*** MATERIAL FOR THIS TASK Section Begins ***

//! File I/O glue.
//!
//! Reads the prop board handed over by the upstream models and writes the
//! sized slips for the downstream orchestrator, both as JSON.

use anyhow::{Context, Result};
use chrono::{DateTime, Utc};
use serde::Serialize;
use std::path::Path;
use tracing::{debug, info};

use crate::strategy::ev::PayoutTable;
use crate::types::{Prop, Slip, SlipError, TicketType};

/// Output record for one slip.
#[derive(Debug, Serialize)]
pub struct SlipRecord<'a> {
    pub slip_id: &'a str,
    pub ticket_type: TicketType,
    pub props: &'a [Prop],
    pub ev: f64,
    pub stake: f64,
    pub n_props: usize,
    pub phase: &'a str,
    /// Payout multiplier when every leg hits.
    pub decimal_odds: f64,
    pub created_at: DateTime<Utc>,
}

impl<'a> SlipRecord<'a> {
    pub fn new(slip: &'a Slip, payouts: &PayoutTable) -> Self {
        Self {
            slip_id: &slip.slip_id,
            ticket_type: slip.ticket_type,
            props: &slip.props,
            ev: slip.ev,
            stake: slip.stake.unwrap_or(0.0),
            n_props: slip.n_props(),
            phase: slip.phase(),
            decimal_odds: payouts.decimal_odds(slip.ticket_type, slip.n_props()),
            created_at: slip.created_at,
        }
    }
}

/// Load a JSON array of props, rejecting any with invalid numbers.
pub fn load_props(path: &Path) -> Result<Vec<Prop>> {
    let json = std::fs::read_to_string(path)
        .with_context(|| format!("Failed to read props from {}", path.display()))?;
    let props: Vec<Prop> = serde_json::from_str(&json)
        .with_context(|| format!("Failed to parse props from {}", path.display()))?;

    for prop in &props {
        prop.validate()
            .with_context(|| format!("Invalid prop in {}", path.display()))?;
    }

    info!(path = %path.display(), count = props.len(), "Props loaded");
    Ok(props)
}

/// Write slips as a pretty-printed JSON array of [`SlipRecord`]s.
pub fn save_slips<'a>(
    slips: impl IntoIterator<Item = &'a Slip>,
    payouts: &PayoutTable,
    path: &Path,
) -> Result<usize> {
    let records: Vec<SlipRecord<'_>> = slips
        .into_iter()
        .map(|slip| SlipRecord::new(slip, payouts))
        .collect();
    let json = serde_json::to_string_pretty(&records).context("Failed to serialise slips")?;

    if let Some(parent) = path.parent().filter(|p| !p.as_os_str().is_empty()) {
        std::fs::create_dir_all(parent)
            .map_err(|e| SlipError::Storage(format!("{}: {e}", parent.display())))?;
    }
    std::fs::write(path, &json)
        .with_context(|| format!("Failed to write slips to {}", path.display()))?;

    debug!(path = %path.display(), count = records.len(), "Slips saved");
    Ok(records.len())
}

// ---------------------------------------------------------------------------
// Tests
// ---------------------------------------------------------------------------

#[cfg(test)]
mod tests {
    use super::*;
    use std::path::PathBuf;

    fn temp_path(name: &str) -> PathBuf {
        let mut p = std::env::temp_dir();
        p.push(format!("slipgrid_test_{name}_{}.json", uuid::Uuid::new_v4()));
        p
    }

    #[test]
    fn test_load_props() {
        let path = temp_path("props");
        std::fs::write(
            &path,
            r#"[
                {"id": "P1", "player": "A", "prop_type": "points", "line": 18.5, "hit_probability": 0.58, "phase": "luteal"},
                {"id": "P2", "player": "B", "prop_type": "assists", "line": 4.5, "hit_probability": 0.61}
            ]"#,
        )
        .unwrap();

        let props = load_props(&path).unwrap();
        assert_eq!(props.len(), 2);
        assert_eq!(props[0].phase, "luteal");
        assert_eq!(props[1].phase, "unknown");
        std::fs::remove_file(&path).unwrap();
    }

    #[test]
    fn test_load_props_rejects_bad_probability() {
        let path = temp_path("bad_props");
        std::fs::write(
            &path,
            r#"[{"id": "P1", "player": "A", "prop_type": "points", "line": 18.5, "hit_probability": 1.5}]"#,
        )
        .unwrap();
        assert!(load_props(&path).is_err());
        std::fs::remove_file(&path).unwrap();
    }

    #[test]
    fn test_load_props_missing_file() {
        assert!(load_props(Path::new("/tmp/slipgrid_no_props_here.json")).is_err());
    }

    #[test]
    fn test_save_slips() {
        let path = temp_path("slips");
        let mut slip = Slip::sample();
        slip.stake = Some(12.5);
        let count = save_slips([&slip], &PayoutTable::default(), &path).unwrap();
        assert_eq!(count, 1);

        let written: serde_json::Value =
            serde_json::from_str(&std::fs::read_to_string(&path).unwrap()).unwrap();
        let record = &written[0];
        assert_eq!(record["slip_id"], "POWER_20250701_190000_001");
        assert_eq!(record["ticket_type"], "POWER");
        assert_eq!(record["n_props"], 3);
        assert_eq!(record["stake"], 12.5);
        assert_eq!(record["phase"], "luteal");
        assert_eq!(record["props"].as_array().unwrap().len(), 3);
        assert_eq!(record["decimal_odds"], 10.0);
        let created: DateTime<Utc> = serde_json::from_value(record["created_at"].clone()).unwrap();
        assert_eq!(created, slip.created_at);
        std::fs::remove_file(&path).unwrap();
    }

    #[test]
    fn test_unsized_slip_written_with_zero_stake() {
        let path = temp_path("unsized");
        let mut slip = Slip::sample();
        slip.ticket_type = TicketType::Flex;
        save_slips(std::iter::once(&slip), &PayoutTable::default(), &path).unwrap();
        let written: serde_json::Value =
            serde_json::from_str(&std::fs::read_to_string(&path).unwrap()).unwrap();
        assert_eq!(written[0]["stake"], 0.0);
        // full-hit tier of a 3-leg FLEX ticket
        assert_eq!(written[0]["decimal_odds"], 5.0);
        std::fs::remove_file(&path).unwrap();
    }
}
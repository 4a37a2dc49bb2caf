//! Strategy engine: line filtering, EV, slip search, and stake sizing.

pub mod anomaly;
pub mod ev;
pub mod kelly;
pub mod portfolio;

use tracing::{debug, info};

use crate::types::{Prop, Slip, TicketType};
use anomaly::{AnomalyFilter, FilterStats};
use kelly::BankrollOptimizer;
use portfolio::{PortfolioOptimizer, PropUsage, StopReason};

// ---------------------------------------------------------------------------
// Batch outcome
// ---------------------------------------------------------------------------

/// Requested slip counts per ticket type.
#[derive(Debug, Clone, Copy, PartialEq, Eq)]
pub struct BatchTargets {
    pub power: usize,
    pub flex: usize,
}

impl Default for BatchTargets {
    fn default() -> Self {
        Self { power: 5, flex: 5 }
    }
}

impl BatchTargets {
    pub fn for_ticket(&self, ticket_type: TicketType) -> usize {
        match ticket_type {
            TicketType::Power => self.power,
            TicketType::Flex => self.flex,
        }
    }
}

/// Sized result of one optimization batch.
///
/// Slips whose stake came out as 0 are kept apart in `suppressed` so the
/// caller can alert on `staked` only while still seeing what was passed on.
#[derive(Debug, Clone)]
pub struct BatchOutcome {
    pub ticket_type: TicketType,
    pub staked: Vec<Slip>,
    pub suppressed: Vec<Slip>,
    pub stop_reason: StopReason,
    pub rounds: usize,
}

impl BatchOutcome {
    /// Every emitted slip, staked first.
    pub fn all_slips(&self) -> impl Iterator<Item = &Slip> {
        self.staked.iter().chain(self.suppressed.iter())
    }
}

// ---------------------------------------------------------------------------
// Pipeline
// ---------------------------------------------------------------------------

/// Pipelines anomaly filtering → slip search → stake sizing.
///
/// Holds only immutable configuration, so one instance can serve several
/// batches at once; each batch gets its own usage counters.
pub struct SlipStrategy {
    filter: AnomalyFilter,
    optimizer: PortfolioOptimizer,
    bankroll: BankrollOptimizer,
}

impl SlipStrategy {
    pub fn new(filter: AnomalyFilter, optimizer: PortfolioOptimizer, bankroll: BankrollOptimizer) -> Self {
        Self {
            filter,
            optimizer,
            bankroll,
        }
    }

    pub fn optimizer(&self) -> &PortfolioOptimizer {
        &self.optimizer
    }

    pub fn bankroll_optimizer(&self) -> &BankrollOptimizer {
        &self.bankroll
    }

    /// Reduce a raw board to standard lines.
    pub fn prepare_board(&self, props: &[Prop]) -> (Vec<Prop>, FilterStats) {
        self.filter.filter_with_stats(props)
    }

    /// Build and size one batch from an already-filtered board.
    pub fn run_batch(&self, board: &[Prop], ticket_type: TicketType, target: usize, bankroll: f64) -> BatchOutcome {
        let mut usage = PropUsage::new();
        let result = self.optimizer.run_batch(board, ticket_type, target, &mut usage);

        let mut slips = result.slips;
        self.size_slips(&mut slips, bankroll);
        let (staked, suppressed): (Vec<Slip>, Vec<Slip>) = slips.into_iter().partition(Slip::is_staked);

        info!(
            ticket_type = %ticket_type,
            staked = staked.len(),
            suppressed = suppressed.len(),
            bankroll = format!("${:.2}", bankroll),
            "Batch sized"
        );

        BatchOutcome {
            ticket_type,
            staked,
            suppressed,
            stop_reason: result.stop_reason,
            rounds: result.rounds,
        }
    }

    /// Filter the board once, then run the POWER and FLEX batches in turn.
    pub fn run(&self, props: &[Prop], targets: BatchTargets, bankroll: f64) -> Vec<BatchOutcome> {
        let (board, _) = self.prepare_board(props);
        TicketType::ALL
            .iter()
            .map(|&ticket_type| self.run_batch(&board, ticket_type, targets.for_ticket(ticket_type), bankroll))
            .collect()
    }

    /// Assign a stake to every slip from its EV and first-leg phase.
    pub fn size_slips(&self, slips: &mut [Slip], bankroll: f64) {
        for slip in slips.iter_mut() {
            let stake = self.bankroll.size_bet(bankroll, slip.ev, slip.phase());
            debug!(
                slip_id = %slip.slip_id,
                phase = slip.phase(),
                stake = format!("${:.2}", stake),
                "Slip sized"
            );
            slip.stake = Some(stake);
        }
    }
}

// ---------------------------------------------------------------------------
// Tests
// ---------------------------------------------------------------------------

*** MATERIAL FOR THIS TASK Section Ends ***

ABOUT THIS EXERCISE -> Read the listing above, then copy every line that includes the string "crate".

TASK ANSWER ->
use crate::strategy::ev::PayoutTable;
use crate::types::{Prop, Slip, SlipError, TicketType};
use crate::types::{Prop, Slip, TicketType};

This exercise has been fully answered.